None of the classes is annotated with Spring @Component or @Service so beans must be created using Java configuration.

Since ApiClient delegates to RestClient, we may (and probably should) pass the auto-configured Spring's RestClient.Builder to ApiClient constructor to benefit from RestClient auto-configuration:

java
@Bean
ApiClient apiClient(RestClient.Builder builder) {
    var apiClient = new ApiClient(builder.build());
    apiClient.setBasePath("http://localhost:9966/petclinic/api");
    return apiClient;
}

@Bean
PetApi petApi(ApiClient apiClient) {
    return new PetApi(apiClient);
}

Set the base url

The base url can be set on both RestClient passed to ApiClient, and ApiClient itself through setBasePath method. It would be Spring-idiomatic to set it on the RestClient but unfortunately it does not work. ApiClient does not honour base url set on RestClient and the base path must be set on the ApiClient

Configure authentication

If API requires authentication, similar question arises as to where to configure the base url. The answer depends on if the spec file includes authentication requirements or not.

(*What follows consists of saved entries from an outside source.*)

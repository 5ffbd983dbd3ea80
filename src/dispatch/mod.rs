//! Notification dispatch.
//!
//! Publishes "capability set changed" events to subscribers and answers
//! synchronous queries for the current catalog. Delivery is best-effort
//! per subscriber: a slow or absent consumer can never block the
//! discovery engine's next tick or delivery to anyone else.

pub mod dispatcher;
pub mod events;

pub use dispatcher::{NotificationDispatcher, Subscription};
pub use events::CatalogChangedEvent;
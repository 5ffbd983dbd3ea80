//! Representation → catalog mapping.
//!
//! A pure, total function over the action map: every `_links` entry
//! becomes exactly one capability. Deterministic: identical input
//! content (ignoring field order) always yields an identical catalog.

use std::collections::BTreeMap;

use crate::catalog::capability::{Capability, CapabilityCatalog};
use crate::hypermedia::types::AccountRepresentation;

/// Map a resource representation onto an unpublished (version 0)
/// capability catalog.
///
/// For every action-map entry: name = relation key, target = href,
/// method = descriptor method uppercased (GET when absent). The
/// description follows the `"Execute {rel} ({METHOD})"` form the bridge
/// advertises to tool-protocol clients.
pub fn map_representation(representation: &AccountRepresentation) -> CapabilityCatalog {
    let capabilities: BTreeMap<String, Capability> = representation
        .links
        .iter()
        .map(|(name, link)| {
            let method = link
                .method
                .as_deref()
                .unwrap_or("GET")
                .to_ascii_uppercase();
            let rel = link.rel.as_deref().unwrap_or(name);
            let capability = Capability {
                name: name.clone(),
                href: link.href.clone(),
                method: method.clone(),
                description: format!("Execute {} ({})", rel, method),
            };
            (name.clone(), capability)
        })
        .collect();

    CapabilityCatalog::new(capabilities)
}
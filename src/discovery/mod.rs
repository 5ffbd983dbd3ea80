//! The discovery engine, the core of the bridge.
//!
//! Owns the polling loop that observes the resource's advertised link
//! set, maps it onto a capability catalog, detects content-level change
//! against the previously published catalog, and hands genuinely new
//! catalogs to the notification dispatcher. The only component with
//! state, timing, and consistency concerns.

pub mod config;
pub mod engine;

pub use config::DiscoveryConfig;
pub use engine::{DiscoveryEngine, DiscoveryHandle, PollState};
//! Checks the stub account server against the upstream wire contract
//! the bridge depends on, without going through the bridge.

mod support;

use axum::body::Body;
use axum::http::{header, Request, StatusCode};
use serde_json::{json, Value};
use tower::ServiceExt;

use support::BankState;

async fn body_json(response: axum::response::Response) -> Value {
    let bytes = axum::body::to_bytes(response.into_body(), usize::MAX)
        .await
        .unwrap();
    serde_json::from_slice(&bytes).unwrap()
}

fn get(uri: &str) -> Request<Body> {
    Request::builder().uri(uri).body(Body::empty()).unwrap()
}

fn post(uri: &str, body: Value) -> Request<Body> {
    Request::builder()
        .method("POST")
        .uri(uri)
        .header(header::CONTENT_TYPE, "application/json")
        .body(Body::from(body.to_string()))
        .unwrap()
}

#[tokio::test]
async fn positive_balance_advertises_all_three_links() {
    let app = support::router(BankState::seeded());

    let response = app.oneshot(get("/accounts/acc-123")).await.unwrap();
    assert_eq!(response.status(), StatusCode::OK);

    let body = body_json(response).await;
    assert_eq!(body["accountId"], "acc-123");
    assert_eq!(body["balance"], 1250.75);
    let links = body["_links"].as_object().unwrap();
    assert!(links.contains_key("self"));
    assert!(links.contains_key("deposit"));
    assert!(links.contains_key("withdraw"));
    assert_eq!(links["withdraw"]["method"], "POST");
}

#[tokio::test]
async fn negative_balance_omits_withdraw_link() {
    let app = support::router(BankState::seeded());

    let body = body_json(app.oneshot(get("/accounts/acc-456")).await.unwrap()).await;
    let links = body["_links"].as_object().unwrap();
    assert!(links.contains_key("self"));
    assert!(links.contains_key("deposit"));
    assert!(!links.contains_key("withdraw"));
}

#[tokio::test]
async fn unknown_account_is_404() {
    let app = support::router(BankState::seeded());
    let response = app.oneshot(get("/accounts/acc-999")).await.unwrap();
    assert_eq!(response.status(), StatusCode::NOT_FOUND);
}

#[tokio::test]
async fn deposit_rejects_non_positive_amount() {
    let app = support::router(BankState::seeded());

    let response = app
        .oneshot(post("/accounts/acc-123/deposit", json!({"amount": -1.0})))
        .await
        .unwrap();
    assert_eq!(response.status(), StatusCode::BAD_REQUEST);
    assert_eq!(
        body_json(response).await["error"],
        "Amount must be positive"
    );
}

#[tokio::test]
async fn withdraw_forbidden_while_balance_non_positive() {
    let app = support::router(BankState::seeded());

    let response = app
        .oneshot(post("/accounts/acc-456/withdraw", json!({"amount": 10.0})))
        .await
        .unwrap();
    assert_eq!(response.status(), StatusCode::FORBIDDEN);
    assert_eq!(
        body_json(response).await["error"],
        "Withdrawal not allowed with negative balance"
    );
}

#[tokio::test]
async fn deposit_returns_updated_representation() {
    let state = BankState::seeded();
    let app = support::router(state.clone());

    let response = app
        .oneshot(post("/accounts/acc-456/deposit", json!({"amount": 200.0})))
        .await
        .unwrap();
    assert_eq!(response.status(), StatusCode::OK);

    let body = body_json(response).await;
    assert_eq!(body["balance"], 49.75);
    // Balance crossed zero: the withdraw transition reappears.
    assert!(body["_links"].as_object().unwrap().contains_key("withdraw"));
    assert_eq!(state.balance("acc-456"), Some(49.75));
}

Configure auth on ApiClient

If API spec file contains authentication entry - for example basic auth:

yml
openapi: 3.0.1
info:
  title: Spring PetClinic
# ...
security:
  - BasicAuth: []
# ...
components:
  securitySchemes:
    BasicAuth:
      type: http
      scheme: basic
# ...

Then authentication can be set on the ApiClient. ApiClient will apply authentication headers only on operations that require authentication:

java
@Bean
ApiClient apiClient(RestClient.Builder builder) {
    var apiClient = new ApiClient(builder.build());
    apiClient.setUsername("admin");
    apiClient.setPassword("admin");
    apiClient.setBasePath("http://localhost:9966/petclinic/api");
    return apiClient;
}

Configure auth on RestClient

If API's spec file does not contain authentication entry but API still requires authentication - authentication can be configured on the RestClient:

java
@Bean
ApiClient apiClient(RestClient.Builder builder) {
    var restClient = builder
            .requestInterceptor(new BasicAuthenticationInterceptor("admin", "admin"))
            .build();
    var apiClient = new ApiClient(restClient);
    apiClient.setBasePath("http://localhost:9966/petclinic/api");
    return apiClient;
}

In such case, authentication header will be passed to all requests executed through ApiClient.

Pros & Cons

The most obvious benefit of generating client code is:

  • ... that we don't have to write it ourselves - less effort to get things done
  • fewer chances of making silly mistake like requesting wrong URL or passing wrong payload.
  • easy to stay up to date and detect incompatible API changes

As usual, there are some drawbacks - generated code is far from the code I would write myself:

  • OpenAPI generates mutable classes for requests & responses - where they all should be immutable.
  • It does not utilize Java records (there are reasons and workarounds)
  • all XXXApi classes have two methods for each operation - one returning payload class, second returning ResponseEntity<> - which is reasonable for generated code, but also clutters the API.
  • it is yet another dependency that may have bugs, get out of date, be incompatible with newer Spring versions

Also, starting from Spring Framework 6, we can use Http Interface Clients which makes it quite trivial to implement HTTP clients by hand.

Conclusion

While I am not in love with the code generated by OpenAPI Generator, I believe it is worth to have such tool in your toolbox. You can find the complete project at: maciejwalkowiak/spring-boot-openapi-client-generator-demo for easy copy & pasting.